= Your objective =
Look through the listing for the word "negative". Copy each line that has it.

= Records supplied =
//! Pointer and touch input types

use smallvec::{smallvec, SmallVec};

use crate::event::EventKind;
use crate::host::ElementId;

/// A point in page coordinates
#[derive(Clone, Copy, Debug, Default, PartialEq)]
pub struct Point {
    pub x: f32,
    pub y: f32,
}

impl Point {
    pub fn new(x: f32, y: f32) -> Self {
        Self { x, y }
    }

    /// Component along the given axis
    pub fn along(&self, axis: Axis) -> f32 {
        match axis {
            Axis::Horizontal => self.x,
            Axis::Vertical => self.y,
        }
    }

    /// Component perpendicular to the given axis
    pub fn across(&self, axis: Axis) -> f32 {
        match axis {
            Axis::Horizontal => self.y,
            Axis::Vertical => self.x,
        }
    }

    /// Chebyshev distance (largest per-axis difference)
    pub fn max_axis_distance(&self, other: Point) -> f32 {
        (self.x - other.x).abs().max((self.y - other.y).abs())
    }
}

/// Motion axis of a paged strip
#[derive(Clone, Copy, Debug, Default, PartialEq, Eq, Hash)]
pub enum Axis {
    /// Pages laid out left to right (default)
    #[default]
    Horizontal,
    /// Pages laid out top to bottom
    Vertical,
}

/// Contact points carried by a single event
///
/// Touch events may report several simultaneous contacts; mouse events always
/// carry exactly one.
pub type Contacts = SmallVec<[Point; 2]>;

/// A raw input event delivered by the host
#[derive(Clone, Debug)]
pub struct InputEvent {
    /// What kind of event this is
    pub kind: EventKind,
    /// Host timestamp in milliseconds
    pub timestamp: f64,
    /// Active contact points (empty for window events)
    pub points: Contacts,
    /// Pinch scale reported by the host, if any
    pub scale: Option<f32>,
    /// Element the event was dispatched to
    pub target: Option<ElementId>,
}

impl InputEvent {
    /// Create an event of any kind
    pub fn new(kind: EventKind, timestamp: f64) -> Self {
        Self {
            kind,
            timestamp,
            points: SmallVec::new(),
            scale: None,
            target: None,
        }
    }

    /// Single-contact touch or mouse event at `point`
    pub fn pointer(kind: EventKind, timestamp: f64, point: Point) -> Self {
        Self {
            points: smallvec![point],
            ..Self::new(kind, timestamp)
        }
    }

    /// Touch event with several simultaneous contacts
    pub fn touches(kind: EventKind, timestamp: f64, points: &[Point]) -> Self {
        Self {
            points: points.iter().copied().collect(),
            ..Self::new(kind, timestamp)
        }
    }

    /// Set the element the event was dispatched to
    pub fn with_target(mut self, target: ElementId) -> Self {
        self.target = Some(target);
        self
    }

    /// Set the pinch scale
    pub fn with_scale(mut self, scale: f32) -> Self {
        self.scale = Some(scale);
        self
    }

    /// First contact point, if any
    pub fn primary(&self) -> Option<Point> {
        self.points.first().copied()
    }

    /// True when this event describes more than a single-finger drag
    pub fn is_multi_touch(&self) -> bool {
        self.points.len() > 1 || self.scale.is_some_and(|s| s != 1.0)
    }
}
...
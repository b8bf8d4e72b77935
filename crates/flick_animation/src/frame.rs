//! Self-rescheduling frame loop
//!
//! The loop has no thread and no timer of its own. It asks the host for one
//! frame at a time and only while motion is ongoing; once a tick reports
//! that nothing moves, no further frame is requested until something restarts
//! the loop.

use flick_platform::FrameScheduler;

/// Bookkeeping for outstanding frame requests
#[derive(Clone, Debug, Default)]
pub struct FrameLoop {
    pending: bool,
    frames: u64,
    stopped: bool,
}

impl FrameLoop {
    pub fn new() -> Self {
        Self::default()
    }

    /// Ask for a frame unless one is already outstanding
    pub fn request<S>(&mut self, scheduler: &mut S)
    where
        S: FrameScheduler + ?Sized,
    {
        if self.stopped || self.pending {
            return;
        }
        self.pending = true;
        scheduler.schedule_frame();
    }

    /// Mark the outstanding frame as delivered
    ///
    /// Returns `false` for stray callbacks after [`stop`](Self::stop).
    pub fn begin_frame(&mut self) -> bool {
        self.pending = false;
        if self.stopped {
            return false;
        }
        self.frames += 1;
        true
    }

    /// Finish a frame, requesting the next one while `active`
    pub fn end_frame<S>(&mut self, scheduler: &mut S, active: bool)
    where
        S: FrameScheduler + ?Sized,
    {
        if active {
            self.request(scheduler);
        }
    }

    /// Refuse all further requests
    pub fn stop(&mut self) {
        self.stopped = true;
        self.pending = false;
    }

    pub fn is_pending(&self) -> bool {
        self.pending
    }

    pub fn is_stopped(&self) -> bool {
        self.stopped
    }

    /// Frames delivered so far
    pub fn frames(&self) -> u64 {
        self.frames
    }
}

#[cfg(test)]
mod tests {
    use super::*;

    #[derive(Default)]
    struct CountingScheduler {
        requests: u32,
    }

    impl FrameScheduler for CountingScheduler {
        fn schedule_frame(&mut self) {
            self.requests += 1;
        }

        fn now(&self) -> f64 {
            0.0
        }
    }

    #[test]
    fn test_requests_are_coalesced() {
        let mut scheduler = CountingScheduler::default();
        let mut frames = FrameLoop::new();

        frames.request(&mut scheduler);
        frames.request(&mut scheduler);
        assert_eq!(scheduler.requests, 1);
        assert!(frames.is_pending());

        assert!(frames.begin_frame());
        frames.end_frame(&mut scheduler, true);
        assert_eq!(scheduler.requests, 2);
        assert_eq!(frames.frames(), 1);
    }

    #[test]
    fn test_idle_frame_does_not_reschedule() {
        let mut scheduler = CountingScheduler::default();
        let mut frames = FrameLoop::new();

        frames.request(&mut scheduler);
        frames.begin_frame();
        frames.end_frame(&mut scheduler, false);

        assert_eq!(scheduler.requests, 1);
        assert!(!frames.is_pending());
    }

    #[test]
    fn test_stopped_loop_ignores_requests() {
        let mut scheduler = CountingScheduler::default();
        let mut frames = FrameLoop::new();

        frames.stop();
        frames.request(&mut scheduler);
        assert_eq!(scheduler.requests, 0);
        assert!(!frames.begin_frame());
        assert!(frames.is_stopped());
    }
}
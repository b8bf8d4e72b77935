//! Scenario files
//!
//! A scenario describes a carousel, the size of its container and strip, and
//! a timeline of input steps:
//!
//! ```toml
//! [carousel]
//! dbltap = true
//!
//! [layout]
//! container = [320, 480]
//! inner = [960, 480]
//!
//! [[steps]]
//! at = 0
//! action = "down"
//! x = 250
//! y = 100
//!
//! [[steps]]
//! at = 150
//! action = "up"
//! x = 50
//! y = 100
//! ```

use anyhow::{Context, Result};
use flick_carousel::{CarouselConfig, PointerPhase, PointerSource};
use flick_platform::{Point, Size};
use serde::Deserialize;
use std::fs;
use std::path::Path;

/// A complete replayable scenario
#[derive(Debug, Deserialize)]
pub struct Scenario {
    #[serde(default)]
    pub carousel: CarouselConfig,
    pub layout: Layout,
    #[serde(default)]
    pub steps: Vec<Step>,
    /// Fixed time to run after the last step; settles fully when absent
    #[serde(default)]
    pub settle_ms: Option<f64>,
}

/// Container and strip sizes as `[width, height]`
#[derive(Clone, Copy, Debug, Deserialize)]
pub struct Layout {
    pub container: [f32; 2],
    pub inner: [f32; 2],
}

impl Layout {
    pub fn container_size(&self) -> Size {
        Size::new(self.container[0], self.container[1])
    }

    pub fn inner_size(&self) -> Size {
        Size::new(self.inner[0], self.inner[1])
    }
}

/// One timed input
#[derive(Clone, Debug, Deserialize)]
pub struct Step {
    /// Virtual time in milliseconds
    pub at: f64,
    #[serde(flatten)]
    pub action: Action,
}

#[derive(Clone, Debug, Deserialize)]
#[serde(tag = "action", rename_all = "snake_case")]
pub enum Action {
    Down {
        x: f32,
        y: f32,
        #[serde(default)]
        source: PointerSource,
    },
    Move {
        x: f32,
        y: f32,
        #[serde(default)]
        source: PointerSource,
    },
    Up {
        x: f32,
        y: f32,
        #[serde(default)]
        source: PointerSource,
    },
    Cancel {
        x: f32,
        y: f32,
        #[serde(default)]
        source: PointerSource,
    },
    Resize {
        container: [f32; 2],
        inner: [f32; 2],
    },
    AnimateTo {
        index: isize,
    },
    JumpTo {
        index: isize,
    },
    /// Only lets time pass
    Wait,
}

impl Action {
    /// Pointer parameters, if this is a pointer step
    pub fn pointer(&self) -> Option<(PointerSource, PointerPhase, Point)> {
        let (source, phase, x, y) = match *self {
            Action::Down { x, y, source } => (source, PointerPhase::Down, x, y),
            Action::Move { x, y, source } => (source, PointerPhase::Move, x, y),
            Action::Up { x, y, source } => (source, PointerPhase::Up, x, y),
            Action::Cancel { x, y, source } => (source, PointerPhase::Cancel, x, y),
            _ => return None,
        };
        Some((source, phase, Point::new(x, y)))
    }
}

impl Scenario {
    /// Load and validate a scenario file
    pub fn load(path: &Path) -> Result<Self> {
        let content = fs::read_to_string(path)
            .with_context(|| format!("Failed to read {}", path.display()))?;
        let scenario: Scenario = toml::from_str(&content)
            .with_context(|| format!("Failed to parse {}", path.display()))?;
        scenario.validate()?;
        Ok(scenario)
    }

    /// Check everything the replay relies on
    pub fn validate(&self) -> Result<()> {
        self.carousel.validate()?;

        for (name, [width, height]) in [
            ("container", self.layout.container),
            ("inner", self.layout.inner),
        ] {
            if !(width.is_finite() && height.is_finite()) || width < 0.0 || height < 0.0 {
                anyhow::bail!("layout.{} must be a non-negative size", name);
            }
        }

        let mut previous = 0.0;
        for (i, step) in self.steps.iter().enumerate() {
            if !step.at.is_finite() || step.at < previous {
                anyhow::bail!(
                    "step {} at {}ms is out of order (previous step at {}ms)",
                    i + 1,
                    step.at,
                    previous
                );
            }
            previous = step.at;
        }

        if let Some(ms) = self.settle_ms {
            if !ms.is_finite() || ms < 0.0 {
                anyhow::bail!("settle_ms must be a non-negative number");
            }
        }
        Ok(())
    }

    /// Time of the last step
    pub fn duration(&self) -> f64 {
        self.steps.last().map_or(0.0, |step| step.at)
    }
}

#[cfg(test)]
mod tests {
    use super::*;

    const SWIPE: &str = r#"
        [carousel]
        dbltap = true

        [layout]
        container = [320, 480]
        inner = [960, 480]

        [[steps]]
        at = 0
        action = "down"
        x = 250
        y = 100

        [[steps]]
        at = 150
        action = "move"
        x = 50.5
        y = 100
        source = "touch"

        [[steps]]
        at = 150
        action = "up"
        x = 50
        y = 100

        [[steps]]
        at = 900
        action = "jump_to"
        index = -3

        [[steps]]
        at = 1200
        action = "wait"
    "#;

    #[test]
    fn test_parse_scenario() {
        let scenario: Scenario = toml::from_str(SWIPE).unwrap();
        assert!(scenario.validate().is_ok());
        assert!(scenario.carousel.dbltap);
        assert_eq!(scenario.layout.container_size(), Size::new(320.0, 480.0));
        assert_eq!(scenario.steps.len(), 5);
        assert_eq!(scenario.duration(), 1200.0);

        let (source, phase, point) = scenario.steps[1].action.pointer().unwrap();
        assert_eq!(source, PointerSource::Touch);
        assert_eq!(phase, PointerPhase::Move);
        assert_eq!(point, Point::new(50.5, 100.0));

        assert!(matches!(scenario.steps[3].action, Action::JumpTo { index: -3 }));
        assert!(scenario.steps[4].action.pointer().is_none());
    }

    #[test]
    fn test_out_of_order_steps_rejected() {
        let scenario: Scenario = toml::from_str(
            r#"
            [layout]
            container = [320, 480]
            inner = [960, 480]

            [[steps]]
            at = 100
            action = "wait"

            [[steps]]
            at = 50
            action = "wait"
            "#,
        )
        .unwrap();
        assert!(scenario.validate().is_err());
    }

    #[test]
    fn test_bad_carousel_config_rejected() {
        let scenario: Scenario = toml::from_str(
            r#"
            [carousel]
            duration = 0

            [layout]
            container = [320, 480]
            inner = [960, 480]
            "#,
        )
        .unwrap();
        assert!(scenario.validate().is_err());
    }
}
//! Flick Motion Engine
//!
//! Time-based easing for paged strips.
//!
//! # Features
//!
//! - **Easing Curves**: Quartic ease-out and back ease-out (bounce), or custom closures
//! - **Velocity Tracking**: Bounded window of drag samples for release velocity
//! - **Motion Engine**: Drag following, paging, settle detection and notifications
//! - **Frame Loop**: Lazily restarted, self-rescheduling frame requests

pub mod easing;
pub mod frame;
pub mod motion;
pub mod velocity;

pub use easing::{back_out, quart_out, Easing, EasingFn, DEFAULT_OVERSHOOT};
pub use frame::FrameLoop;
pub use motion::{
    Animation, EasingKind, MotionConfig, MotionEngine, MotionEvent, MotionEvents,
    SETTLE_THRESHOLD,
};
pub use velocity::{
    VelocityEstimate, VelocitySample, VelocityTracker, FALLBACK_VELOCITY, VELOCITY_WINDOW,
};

= Answer box =
                anyhow::bail!("layout.{} must be a non-negative size", name);
                anyhow::bail!("settle_ms must be a non-negative number");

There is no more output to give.